The data is consistent with the uncovered pitches idea: the win/loss ratio for teams winning the toss is much better pre-1970 than post-1970. The post-1970 data, meanwhile, is pretty consistent with Selvey's assertion that the toss doesn't matter too much. The ODI data seems consistent with the idea that the toss doesn't matter much in Day games, but plays a role in Day-Night games. Counter-intuitively, the T20 data seems to reverse that trend.

So, what of this statistical significance?

One way of estimating whether a statistical finding is significant for a given sample size is to calculate the probability that you could have got a result at least equally extreme from that sample size, assuming that the "null hypothesis" is true. In our case "the null hypothesis" would be "the toss makes no difference". If this were true than in any given game (excluding draws) there would be a 50/50 chance that the toss would just happen to fall for the team that was going to win the game anyway, and from that assumption we can work out how likely it is that we would get a result as extreme as the one we did, from the sample size we have, if the toss really made no difference. This number is the "p-value" in the second-last column of the table.

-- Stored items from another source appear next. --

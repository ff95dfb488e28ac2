//! Key/value persistence used for the sample buffer and tracker settings

use std::fs;
use std::io::{self, Write};
use std::path::{Path, PathBuf};

use tracing::debug;

use crate::error::{Result, TrackerError};

/// Durable string key/value store.
///
/// A successful `put` must be durable when it returns; readers never observe
/// a partially written value.
pub trait KeyValueStore: Send + Sync {
    /// Read the value stored under `key`, if any
    fn get(&self, key: &str) -> Result<Option<String>>;

    /// Replace the value stored under `key`
    fn put(&self, key: &str, value: &str) -> Result<()>;
}

/// Store that keeps one file per key inside a directory.
///
/// Writes go to a temporary file in the same directory which is then renamed
/// over the target, so a crash mid-write leaves the previous value intact.
#[derive(Debug, Clone)]
pub struct FileStore {
    dir: PathBuf,
}

impl FileStore {
    /// Open (and create if needed) a store rooted at `dir`
    ///
    /// # Errors
    ///
    /// Returns error if the directory cannot be created
    pub fn open<P: AsRef<Path>>(dir: P) -> Result<Self> {
        let dir = dir.as_ref().to_path_buf();
        fs::create_dir_all(&dir)?;
        debug!("Opened key/value store at {}", dir.display());
        Ok(Self { dir })
    }

    /// Directory holding the key files
    pub fn dir(&self) -> &Path {
        &self.dir
    }

    fn path_for(&self, key: &str) -> Result<PathBuf> {
        let valid = !key.is_empty()
            && key
                .chars()
                .all(|c| c.is_ascii_alphanumeric() || c == '-' || c == '_');
        if !valid {
            return Err(TrackerError::Store(format!("invalid key: {:?}", key)));
        }
        Ok(self.dir.join(key))
    }
}

impl KeyValueStore for FileStore {
    fn get(&self, key: &str) -> Result<Option<String>> {
        let path = self.path_for(key)?;
        match fs::read_to_string(&path) {
            Ok(value) => Ok(Some(value)),
            Err(e) if e.kind() == io::ErrorKind::NotFound => Ok(None),
            Err(e) => Err(e.into()),
        }
    }

    fn put(&self, key: &str, value: &str) -> Result<()> {
        let path = self.path_for(key)?;
        let mut temp = tempfile::NamedTempFile::new_in(&self.dir)?;
        temp.write_all(value.as_bytes())?;
        temp.as_file().sync_all()?;
        temp.persist(&path).map_err(|e| e.error)?;
        Ok(())
    }
}

#[cfg(test)]
pub mod mocks {
    use super::*;
    use std::collections::HashMap;
    use std::sync::{Arc, Mutex};

    /// In-memory store with write failure injection
    #[derive(Clone, Default)]
    pub struct MemoryStore {
        pub values: Arc<Mutex<HashMap<String, String>>>,
        pub fail_writes: Arc<Mutex<bool>>,
        pub write_count: Arc<Mutex<usize>>,
    }

    impl MemoryStore {
        pub fn new() -> Self {
            Self::default()
        }

        pub fn with_value(key: &str, value: &str) -> Self {
            let store = Self::new();
            store
                .values
                .lock()
                .unwrap()
                .insert(key.to_string(), value.to_string());
            store
        }

        pub fn set_fail_writes(&self, fail: bool) {
            *self.fail_writes.lock().unwrap() = fail;
        }

        pub fn raw(&self, key: &str) -> Option<String> {
            self.values.lock().unwrap().get(key).cloned()
        }

        pub fn writes(&self) -> usize {
            *self.write_count.lock().unwrap()
        }
    }

    impl KeyValueStore for MemoryStore {
        fn get(&self, key: &str) -> Result<Option<String>> {
            Ok(self.values.lock().unwrap().get(key).cloned())
        }

        fn put(&self, key: &str, value: &str) -> Result<()> {
            if *self.fail_writes.lock().unwrap() {
                return Err(TrackerError::Store("mock write failure".to_string()));
            }
            *self.write_count.lock().unwrap() += 1;
            self.values
                .lock()
                .unwrap()
                .insert(key.to_string(), value.to_string());
            Ok(())
        }
    }
}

Conventionally, if this number is less than 0.05 we call our result "statistically significant". There's a lot of issues with this approach to things, not least that the 0.05 threshold is completely arbitrary, but it at least gives us a rough starting point for deciding how much importance we should attach to a finding.

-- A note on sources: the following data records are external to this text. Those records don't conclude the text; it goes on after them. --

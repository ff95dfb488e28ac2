//! # Syncer
//!
//! Uploads the sample buffer to the collector and trims what was confirmed.
//!
//! ## Upload cycle
//!
//! 1. Snapshot the buffer. Empty buffer is a success with no request.
//! 2. POST the snapshot as a JSON array.
//! 3. On HTTP 200, trim everything up to the timestamp of the last sample in
//!    the snapshot. Samples appended while the request was in flight are
//!    kept unless their timestamp is at or before that cutoff.
//! 4. Anything else leaves the buffer untouched.
//!
//! `sync_with_retry` runs up to [`SYNC_ATTEMPTS`] cycles back to back under a
//! sync mutex that is separate from the buffer lock, so sampling continues
//! while an upload is slow and two upload loops never overlap. Callers that
//! queue on the mutex use `sync_with_retry`; periodic callers use
//! `try_sync_with_retry`, which skips when a loop is already running.

use std::sync::Arc;

use bytes::Bytes;
use tokio::sync::{watch, Mutex, MutexGuard};
use tracing::{debug, error, info, warn};

use super::keep_alive::{KeepAlive, KeepAliveGuard};
use super::uploader::Uploader;
use crate::error::{Result, TrackerError};
use crate::sample::Sample;
use crate::storage::SampleStore;

/// Upload attempts per `sync_with_retry` call
pub const SYNC_ATTEMPTS: u32 = 3;

/// User-visible state of the last upload
#[derive(Debug, Clone, PartialEq, Eq)]
pub enum SyncStatus {
    /// Nothing attempted yet
    Idle,
    /// Last upload confirmed `uploaded` samples
    Synced { uploaded: usize },
    /// Last upload failed; buffer kept for the next cycle
    Failed { message: String },
}

impl SyncStatus {
    /// Status line for display; empty unless the last upload failed
    pub fn message(&self) -> String {
        match self {
            SyncStatus::Failed { message } => format!("Last server sync failed. {}", message),
            _ => String::new(),
        }
    }
}

/// Uploads and trims the sample buffer
pub struct Syncer {
    store: Arc<SampleStore>,
    uploader: Arc<dyn Uploader>,
    keep_alive: Arc<dyn KeepAlive>,
    status_tx: watch::Sender<SyncStatus>,
    sync_lock: Mutex<()>,
}

impl Syncer {
    pub fn new(
        store: Arc<SampleStore>,
        uploader: Arc<dyn Uploader>,
        keep_alive: Arc<dyn KeepAlive>,
    ) -> Self {
        let (status_tx, _) = watch::channel(SyncStatus::Idle);
        Self {
            store,
            uploader,
            keep_alive,
            status_tx,
            sync_lock: Mutex::new(()),
        }
    }

    /// Watch upload status changes
    pub fn subscribe_status(&self) -> watch::Receiver<SyncStatus> {
        self.status_tx.subscribe()
    }

    /// Current upload status
    pub fn status(&self) -> SyncStatus {
        self.status_tx.borrow().clone()
    }

    /// Run one upload cycle against `endpoint`.
    ///
    /// Returns `true` if the buffer was empty or the collector confirmed the
    /// upload.
    pub async fn sync_once(&self, endpoint: &str) -> bool {
        let snapshot = self.store.read_all().await;
        if snapshot.is_empty() {
            return true;
        }

        match self.upload(endpoint, &snapshot).await {
            Ok(()) => {
                info!("Uploaded {} sample(s)", snapshot.len());
                self.status_tx.send_replace(SyncStatus::Synced {
                    uploaded: snapshot.len(),
                });
                true
            }
            Err(e) => {
                warn!("Sync of {} sample(s) failed: {}", snapshot.len(), e);
                self.status_tx.send_replace(SyncStatus::Failed {
                    message: e.to_string(),
                });
                false
            }
        }
    }

    async fn upload(&self, endpoint: &str, snapshot: &[Sample]) -> Result<()> {
        let body = Bytes::from(serde_json::to_vec(snapshot)?);
        debug!("Sending updates: {}", snapshot.len());

        let status = self.uploader.post_json(endpoint, body).await?;
        if status != 200 {
            return Err(TrackerError::UnexpectedStatus(status));
        }

        if let Some(last) = snapshot.last() {
            // Upload is already confirmed; a persist failure only delays durability
            if let Err(e) = self.store.trim_up_to(&last.timestamp).await {
                error!("Failed to persist trimmed buffer: {}", e);
            }
        }
        Ok(())
    }

    /// Run up to [`SYNC_ATTEMPTS`] upload cycles, stopping at the first
    /// success.
    ///
    /// Waits for any other in-flight `sync_with_retry` to finish first. The
    /// host keep-alive is held for the whole loop.
    pub async fn sync_with_retry(&self, endpoint: &str) -> bool {
        let in_flight = self.sync_lock.lock().await;
        self.retry_loop(endpoint, in_flight).await
    }

    /// Like [`Syncer::sync_with_retry`], but returns `None` without uploading
    /// if another upload loop is already running.
    pub async fn try_sync_with_retry(&self, endpoint: &str) -> Option<bool> {
        match self.sync_lock.try_lock() {
            Ok(in_flight) => Some(self.retry_loop(endpoint, in_flight).await),
            Err(_) => {
                debug!("Sync already in progress, skipping");
                None
            }
        }
    }

    /// Whether an upload loop currently holds the sync lock
    pub fn is_syncing(&self) -> bool {
        self.sync_lock.try_lock().is_err()
    }

    async fn retry_loop(&self, endpoint: &str, _in_flight: MutexGuard<'_, ()>) -> bool {
        let _awake = KeepAliveGuard::acquire(self.keep_alive.as_ref());

        for attempt in 1..=SYNC_ATTEMPTS {
            if self.sync_once(endpoint).await {
                return true;
            }
            debug!("Sync attempt {}/{} failed", attempt, SYNC_ATTEMPTS);
        }

        false
    }
}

In this case, our results that the toss makes a (positive) difference in Day-Night ODIs, Daytime T20Is and that it used to make a difference (pre-1970) in Tests all pass our significance threshold of 0.05. The other cases fail to pass the threshold, which certainly isn't the same as saying we've proved the toss makes no difference in those cases, but does mean that we can't be sure it does with the data available.

As far as modern test matches go, it seems Mike Selvey is right- for the most part we probably do over-analyse the toss. Even if the difference it makes is real, it seems to be tiny. So, next time I think Alastair Cook's made the wrong post coin-flip decision, I'll try to remember to give the guy a break- it may well not make any difference.

1 comment:

  1. What you're looking at here is relative risk - what is the relative chance of winning given you have won the toss compared to when you have lost. You can then get away from the unnecessary p-values and just focus on effect size - for example for your day T20s the results are 1.4 (1.15 to 1.71), so the chances of winning a T20 if you win the toss were on average 40% higher, but the actual true value may lie between 15 and 71%.